§ **Given records**

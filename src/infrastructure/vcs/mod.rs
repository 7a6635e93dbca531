//! Version-control collaborator adapters

pub mod git_cli;

pub use git_cli::GitCliWikiRepo;
//! Kotlin association map for file icons

use crate::generation::sanitizers::icon_key;
use crate::generation::{AssociationGenerator, IconAssociation, REPO_NAME};
use tracing::debug;

/// Generates `FileIconAssociations.kt` from the file association table
pub struct FilesGenerator {
    files: Vec<IconAssociation>,
    account: String,
}

impl FilesGenerator {
    pub fn new(files: Vec<IconAssociation>, account: impl Into<String>) -> Self {
        Self {
            files,
            account: account.into(),
        }
    }

    fn entry_line(&self, association: &IconAssociation, last: bool) -> String {
        let key = icon_key(&association.name);
        // The final entry closes the mapOf argument list instead of
        // continuing it
        let terminator = if last { "\n" } else { ",\n" };
        format!(
            "    \"{key}\" to loadIcon(\"/{REPO_NAME}/assets/icons/files{icon}\"){terminator}",
            icon = association.icon
        )
    }
}

impl AssociationGenerator for FilesGenerator {
    fn output_file(&self) -> &str {
        "FileIconAssociations.kt"
    }

    fn log_group(&self) -> &'static str {
        "files"
    }

    fn images_url(&self) -> String {
        format!(
            "https://raw.githubusercontent.com/{}/{}/master/assets",
            self.account, REPO_NAME
        )
    }

    fn create_list(&self) -> String {
        debug!(count = self.files.len(), "Creating file icon associations");

        let mut code = String::from("object FileIconAssociations {\n  val icons = mapOf(\n");
        let last = self.files.len().saturating_sub(1);
        for (index, association) in self.files.iter().enumerate() {
            code.push_str(&self.entry_line(association, index == last));
        }
        code.push_str("  )\n}");
        code
    }
}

§ **Task objective**
Please give a count of the lines in the records where the word "crate" occurs, with nothing besides it.

§ **The answer**
2